Dataset:
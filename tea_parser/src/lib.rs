//! Parser and AST for the tea language (§4.4).

pub mod ast;
pub mod parser;
pub mod precedence;

pub use ast::*;
pub use parser::Parser;
pub use precedence::Precedence;
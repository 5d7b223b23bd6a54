//! Error taxonomy for the tea compiler (see §7).

use crate::Diagnostic;
use thiserror::Error;

/// The error taxonomy every compiler stage reports through.
///
/// Lexical, Parse, Lowering, Backend and Io errors are fatal-first: the
/// stage that detects them stops and the panic sink unwinds to the CLI
/// boundary. `Semantic` is the one variant that is a *batch*: Sema keeps
/// walking the whole AST and collects every diagnostic it finds before
/// returning this.
#[derive(Error, Debug, Clone)]
pub enum TeaError {
    #[error("{message}")]
    Lexical { message: String },

    #[error("{message}")]
    Parse { message: String },

    #[error("{} semantic error(s)", .errors.len())]
    Semantic { errors: Vec<Diagnostic> },

    #[error("{message}")]
    Lowering { message: String },

    #[error("{message}")]
    Backend { message: String },

    #[error("{message}")]
    Io { message: String },
}

/// Result type alias used by every compiler-library crate.
pub type TeaResult<T> = Result<T, TeaError>;

impl TeaError {
    pub fn lexical(message: impl Into<String>) -> Self {
        Self::Lexical { message: message.into() }
    }

    pub fn parse(message: impl Into<String>) -> Self {
        Self::Parse { message: message.into() }
    }

    pub fn semantic(errors: Vec<Diagnostic>) -> Self {
        Self::Semantic { errors }
    }

    pub fn lowering(message: impl Into<String>) -> Self {
        Self::Lowering { message: message.into() }
    }

    pub fn backend(message: impl Into<String>) -> Self {
        Self::Backend { message: message.into() }
    }

    pub fn io(message: impl Into<String>) -> Self {
        Self::Io { message: message.into() }
    }
}
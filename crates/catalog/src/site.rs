// SPDX-FileCopyrightText: 2025 Caspar Water Company
//
// SPDX-License-Identifier: Apache-2.0

//! Site generation — JSON document + template → `<out_dir>/*.html`.
//!
//! 1. Load the document and the product template (missing input aborts here)
//! 2. Validate every product id (an invalid id aborts before any write)
//! 3. Write one page per product
//! 4. Group, sort and write `index.html`

use crate::collate::KoreanCollator;
use crate::config::{CatalogConfig, InvalidIdPolicy};
use crate::error::{CatalogError, Result, must_read};
use crate::format::normalize_id;
use crate::group::{CatalogItem, group_by_category};
use crate::index::build_index;
use crate::model::{CatalogDocument, Product, load_document};
use crate::page::render_product_page;
use std::collections::BTreeSet;
use std::path::{Path, PathBuf};

/// File name of the catalog index inside the output directory.
pub const INDEX_FILE: &str = "index.html";

/// Outcome of a build.
#[derive(Debug, Clone, PartialEq, Eq)]
pub struct BuildSummary {
    /// Product pages written
    pub pages: usize,
    /// Products left out under the `skip` id policy
    pub skipped: usize,
    /// Path of the generated index
    pub index_path: PathBuf,
}

/// Load inputs from disk and generate the site.
pub fn build_site(
    data: &Path,
    template: &Path,
    out_dir: &Path,
    config: &CatalogConfig,
) -> Result<BuildSummary> {
    let doc = load_document(data)?;
    if doc.products.is_empty() {
        let data_display = data.display().to_string();
        diagnostics::log_info!("No products found in {path}", path: data_display);
    }
    let template = must_read(template)?;
    generate_site(&doc, &template, out_dir, config)
}

/// Generate product pages and the index from an in-memory document.
pub fn generate_site(
    doc: &CatalogDocument,
    template: &str,
    out_dir: &Path,
    config: &CatalogConfig,
) -> Result<BuildSummary> {
    let slugs = validate_ids(&doc.products, config.render.invalid_ids)?;
    let collator = KoreanCollator::new()?;
    let site = doc.site.with_defaults(&config.site);

    let items: Vec<CatalogItem<'_>> = doc
        .products
        .iter()
        .zip(&slugs)
        .filter_map(|(product, slug)| {
            slug.as_deref().map(|slug| CatalogItem { slug, product })
        })
        .collect();
    warn_on_collisions(&items);

    std::fs::create_dir_all(out_dir).map_err(|e| CatalogError::io(out_dir, e))?;

    for item in &items {
        let html = render_product_page(template, item.product, &site, &config.render);
        let path = out_dir.join(format!("{}.html", item.slug));
        std::fs::write(&path, html.as_bytes()).map_err(|e| CatalogError::io(&path, e))?;
        let path_display = path.display().to_string();
        diagnostics::log_debug!("wrote {path}", path: path_display);
    }

    let groups = group_by_category(&items, &config.render.default_category, &collator);
    let index_html = build_index(&groups, &config.index, &config.render);
    let index_path = out_dir.join(INDEX_FILE);
    std::fs::write(&index_path, index_html.as_bytes())
        .map_err(|e| CatalogError::io(&index_path, e))?;

    let summary = BuildSummary {
        pages: items.len(),
        skipped: doc.products.len() - items.len(),
        index_path,
    };
    let index_display = summary.index_path.display().to_string();
    diagnostics::log_info!(
        "Generated {count} product pages + {index}",
        count: summary.pages,
        index: index_display
    );
    Ok(summary)
}

/// Normalize every id up front.
///
/// An id that fails normalization, or that would overwrite `index.html`, is
/// rejected. Under `Abort` the first rejection fails the run; under `Skip` it
/// maps to `None` and the product is left out.
fn validate_ids(products: &[Product], policy: InvalidIdPolicy) -> Result<Vec<Option<String>>> {
    products
        .iter()
        .map(|product| match accept_id(&product.id) {
            Ok(slug) => Ok(Some(slug)),
            Err(err) if policy == InvalidIdPolicy::Skip => {
                let message = err.to_string();
                diagnostics::log_warn!("Skipping product: {message}", message: message);
                Ok(None)
            }
            Err(err) => Err(err),
        })
        .collect()
}

fn accept_id(raw: &str) -> Result<String> {
    let slug = normalize_id(raw)?;
    if slug == INDEX_FILE.trim_end_matches(".html") {
        return Err(CatalogError::ReservedIdentifier { id: raw.to_string() });
    }
    Ok(slug)
}

/// Two products with one slug share a page file; the later one wins.
fn warn_on_collisions(items: &[CatalogItem<'_>]) {
    let mut seen = BTreeSet::new();
    for item in items {
        if !seen.insert(item.slug) {
            diagnostics::log_warn!(
                "Duplicate product id {id}: page will be overwritten",
                id: item.slug
            );
        }
    }
}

Task brief:
Look above for the line holding "use crate::collate::KoreanCollator;" and the line holding "pub struct BuildSummary", then output exactly those two lines and every line between them, nothing more.

Finished task:
use crate::collate::KoreanCollator;
use crate::config::{CatalogConfig, InvalidIdPolicy};
use crate::error::{CatalogError, Result, must_read};
use crate::format::normalize_id;
use crate::group::{CatalogItem, group_by_category};
use crate::index::build_index;
use crate::model::{CatalogDocument, Product, load_document};
use crate::page::render_product_page;
use std::collections::BTreeSet;
use std::path::{Path, PathBuf};

/// File name of the catalog index inside the output directory.
pub const INDEX_FILE: &str = "index.html";

/// Outcome of a build.
#[derive(Debug, Clone, PartialEq, Eq)]
pub struct BuildSummary {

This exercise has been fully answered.